== PROBLEM STATEMENT ==
Out of the material that follows, write out exactly the lines from the line with "the first eight" to the line with "bucket.copy_from_slice(&bytes[..8]);", both ends included, and no others.

· · · · ·

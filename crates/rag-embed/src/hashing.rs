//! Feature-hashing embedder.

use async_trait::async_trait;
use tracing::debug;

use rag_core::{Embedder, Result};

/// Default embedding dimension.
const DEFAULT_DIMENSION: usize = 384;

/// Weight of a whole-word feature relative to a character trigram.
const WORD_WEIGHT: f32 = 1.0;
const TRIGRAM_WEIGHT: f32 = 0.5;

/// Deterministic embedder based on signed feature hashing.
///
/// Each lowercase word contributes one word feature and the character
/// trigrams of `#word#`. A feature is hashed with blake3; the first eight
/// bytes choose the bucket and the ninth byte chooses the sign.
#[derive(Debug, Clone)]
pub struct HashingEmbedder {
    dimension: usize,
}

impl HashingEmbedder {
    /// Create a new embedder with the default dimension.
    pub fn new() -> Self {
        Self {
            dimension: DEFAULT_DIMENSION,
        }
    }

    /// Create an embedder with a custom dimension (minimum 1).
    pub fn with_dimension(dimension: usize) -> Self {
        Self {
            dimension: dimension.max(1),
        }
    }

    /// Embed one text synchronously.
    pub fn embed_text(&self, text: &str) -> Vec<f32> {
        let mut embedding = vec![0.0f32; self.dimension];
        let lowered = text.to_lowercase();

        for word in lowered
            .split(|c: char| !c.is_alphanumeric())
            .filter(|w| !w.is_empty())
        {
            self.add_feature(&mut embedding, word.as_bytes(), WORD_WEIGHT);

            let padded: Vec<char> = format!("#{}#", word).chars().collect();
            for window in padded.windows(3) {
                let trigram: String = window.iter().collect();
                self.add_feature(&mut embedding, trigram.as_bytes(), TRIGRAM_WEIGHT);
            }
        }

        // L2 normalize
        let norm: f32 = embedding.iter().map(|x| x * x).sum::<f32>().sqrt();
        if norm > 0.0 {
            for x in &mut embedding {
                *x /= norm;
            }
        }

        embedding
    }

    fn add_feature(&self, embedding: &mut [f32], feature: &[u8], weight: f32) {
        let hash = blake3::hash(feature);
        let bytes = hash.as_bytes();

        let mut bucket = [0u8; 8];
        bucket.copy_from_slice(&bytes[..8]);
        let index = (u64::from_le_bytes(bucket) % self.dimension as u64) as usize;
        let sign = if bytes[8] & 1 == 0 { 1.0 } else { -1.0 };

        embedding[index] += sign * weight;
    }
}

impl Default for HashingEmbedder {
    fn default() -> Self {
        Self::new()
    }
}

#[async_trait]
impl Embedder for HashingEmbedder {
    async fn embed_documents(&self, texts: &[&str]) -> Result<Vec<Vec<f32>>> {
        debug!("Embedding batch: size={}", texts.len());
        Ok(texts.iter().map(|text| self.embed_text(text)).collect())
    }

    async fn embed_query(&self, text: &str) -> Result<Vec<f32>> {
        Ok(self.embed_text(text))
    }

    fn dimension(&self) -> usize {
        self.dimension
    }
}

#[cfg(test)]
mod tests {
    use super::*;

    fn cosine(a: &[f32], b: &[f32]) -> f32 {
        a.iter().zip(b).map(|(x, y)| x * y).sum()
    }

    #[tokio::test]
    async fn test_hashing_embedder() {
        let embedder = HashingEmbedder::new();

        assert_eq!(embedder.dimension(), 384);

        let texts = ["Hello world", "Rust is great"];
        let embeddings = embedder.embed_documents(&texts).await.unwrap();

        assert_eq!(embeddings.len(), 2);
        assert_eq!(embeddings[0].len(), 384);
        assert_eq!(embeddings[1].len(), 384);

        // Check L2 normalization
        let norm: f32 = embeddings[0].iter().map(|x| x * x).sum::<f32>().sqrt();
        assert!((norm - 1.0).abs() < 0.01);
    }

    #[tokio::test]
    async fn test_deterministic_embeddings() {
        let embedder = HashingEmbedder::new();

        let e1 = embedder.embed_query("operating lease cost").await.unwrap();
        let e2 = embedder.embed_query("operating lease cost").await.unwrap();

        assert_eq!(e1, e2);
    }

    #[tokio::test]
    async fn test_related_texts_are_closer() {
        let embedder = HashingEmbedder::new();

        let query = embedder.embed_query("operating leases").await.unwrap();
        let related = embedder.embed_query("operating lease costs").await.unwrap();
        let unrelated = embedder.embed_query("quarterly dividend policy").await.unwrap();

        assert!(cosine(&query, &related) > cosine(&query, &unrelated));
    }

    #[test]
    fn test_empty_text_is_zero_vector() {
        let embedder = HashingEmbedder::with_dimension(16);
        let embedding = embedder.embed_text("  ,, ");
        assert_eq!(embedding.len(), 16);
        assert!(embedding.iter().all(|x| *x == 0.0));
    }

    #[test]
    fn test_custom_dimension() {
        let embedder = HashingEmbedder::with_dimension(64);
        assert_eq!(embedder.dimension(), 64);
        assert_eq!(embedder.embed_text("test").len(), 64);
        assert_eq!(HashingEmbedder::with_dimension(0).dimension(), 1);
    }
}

· · · · ·

== TASK RESULT ==
/// trigrams of `#word#`. A feature is hashed with blake3; the first eight
/// bytes choose the bucket and the ninth byte chooses the sign.
#[derive(Debug, Clone)]
pub struct HashingEmbedder {
    dimension: usize,
}

impl HashingEmbedder {
    /// Create a new embedder with the default dimension.
    pub fn new() -> Self {
        Self {
            dimension: DEFAULT_DIMENSION,
        }
    }

    /// Create an embedder with a custom dimension (minimum 1).
    pub fn with_dimension(dimension: usize) -> Self {
        Self {
            dimension: dimension.max(1),
        }
    }

    /// Embed one text synchronously.
    pub fn embed_text(&self, text: &str) -> Vec<f32> {
        let mut embedding = vec![0.0f32; self.dimension];
        let lowered = text.to_lowercase();

        for word in lowered
            .split(|c: char| !c.is_alphanumeric())
            .filter(|w| !w.is_empty())
        {
            self.add_feature(&mut embedding, word.as_bytes(), WORD_WEIGHT);

            let padded: Vec<char> = format!("#{}#", word).chars().collect();
            for window in padded.windows(3) {
                let trigram: String = window.iter().collect();
                self.add_feature(&mut embedding, trigram.as_bytes(), TRIGRAM_WEIGHT);
            }
        }

        // L2 normalize
        let norm: f32 = embedding.iter().map(|x| x * x).sum::<f32>().sqrt();
        if norm > 0.0 {
            for x in &mut embedding {
                *x /= norm;
            }
        }

        embedding
    }

    fn add_feature(&self, embedding: &mut [f32], feature: &[u8], weight: f32) {
        let hash = blake3::hash(feature);
        let bytes = hash.as_bytes();

        let mut bucket = [0u8; 8];
        bucket.copy_from_slice(&bytes[..8]);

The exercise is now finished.